Phillips & Cohen attorney Eric R. Havian chosen as a top 10 "Winning" lawyer for his work with whistleblowers

June 16, 2008 -- The National Law Journal has selected Phillips & Cohen partner Eric R. Havian as one of the top 10 "Winning" attorneys in the nation for 2008 based on his work representing whistleblowers in qui tam lawsuits.

Mr. Havian, who is based in San Francisco, Calif., was selected for his work as lead attorney on a successful case based on a whistleblower lawsuit involving utility rates. A federal judge ruled in favor of Mr. Havian's clients and ordered the Los Angeles Department of Water and Power to pay $223 million to the schools and public agencies the department had defrauded.

The National Law Journal said the "Winning" lawyers "share a knack for artfully swaying judges and juries and taking risks when they see the opportunity to seize an advantage in the courtroom.

"We chose the victors of 10 cases from scores of nominations offered from firms of all sizes from just about every state in the union. The basic criteria required that nominees have at least one significant win within the past 18 months, and a history of noteworthy wins during the past several years."

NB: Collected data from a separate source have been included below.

//! Seedable randomness for world generation
//!
//! Generation only ever asks for uniform floats in a closed range, so the
//! seam is a one-method trait: production runs use a seeded PCG stream and
//! tests can drive placement with an exact, repeating sequence.

use rand::{Rng, SeedableRng};
use rand_pcg::Pcg32;

/// Source of uniform random values
pub trait RandomSource {
    /// Uniform value in `[min, max]`. `min == max` returns `min`.
    fn range_f32(&mut self, min: f32, max: f32) -> f32;

    /// Restart the stream for a new run
    fn reseed(&mut self, seed: u64);
}

/// Seeded PCG stream (production)
#[derive(Debug, Clone)]
pub struct PcgSource {
    seed: u64,
    rng: Pcg32,
}

impl PcgSource {
    pub fn new(seed: u64) -> Self {
        Self {
            seed,
            rng: Pcg32::seed_from_u64(seed),
        }
    }

    pub fn seed(&self) -> u64 {
        self.seed
    }
}

impl RandomSource for PcgSource {
    fn range_f32(&mut self, min: f32, max: f32) -> f32 {
        if max <= min {
            return min;
        }
        self.rng.random_range(min..=max)
    }

    fn reseed(&mut self, seed: u64) {
        *self = Self::new(seed);
    }
}

/// Replays a fixed list of unit fractions, cycling when exhausted.
///
/// Each fraction `t` maps to `min + t * (max - min)`.
#[derive(Debug, Clone)]
pub struct SequenceSource {
    fractions: Vec<f32>,
    cursor: usize,
}

impl SequenceSource {
    pub fn new(fractions: impl Into<Vec<f32>>) -> Self {
        let mut fractions: Vec<f32> = fractions.into();
        if fractions.is_empty() {
            fractions.push(0.5);
        }
        for t in &mut fractions {
            *t = t.clamp(0.0, 1.0);
        }
        Self { fractions, cursor: 0 }
    }

    /// Always returns the middle of the requested range
    pub fn midpoint() -> Self {
        Self::new(vec![0.5])
    }
}

impl RandomSource for SequenceSource {
    fn range_f32(&mut self, min: f32, max: f32) -> f32 {
        let t = self.fractions[self.cursor % self.fractions.len()];
        self.cursor = self.cursor.wrapping_add(1);
        if max <= min {
            return min;
        }
        min + t * (max - min)
    }

    /// Sequences ignore the seed and replay from the start
    fn reseed(&mut self, _seed: u64) {
        self.cursor = 0;
    }
}

/// Derive the seed for the next run from the previous one (splitmix64 step)
pub fn next_run_seed(seed: u64) -> u64 {
    let mut z = seed.wrapping_add(0x9E37_79B9_7F4A_7C15);
    z = (z ^ (z >> 30)).wrapping_mul(0xBF58_476D_1CE4_E5B9);
    z = (z ^ (z >> 27)).wrapping_mul(0x94D0_49BB_1331_11EB);
    z ^ (z >> 31)
}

The National Law Journal said Mr. Havian has had many other notable wins in whistleblower cases: "Havian has negotiated significant settlements in a number of qui tam cases, including $111.2 million for the federal government from Northrop Grumman Corp. in 2003 to settle allegations that a company acquired by Northrop had inflated its bills."

The legal information publication also noted some other successful whistleblower cases Mr. Havian has handled. One qui tam case involving lead-contaminated water system parts has resulted in settlements totaling $20.8 million so far and the replacement of those parts.  The National Law Journal also highlighted Mr. Havian's work on a case involving efforts to defraud in a federal program that provides high-speed Internet connections to schools and poor neighborhoods. Companies accused of fraud in that case have paid a total of $33 million to settle the case.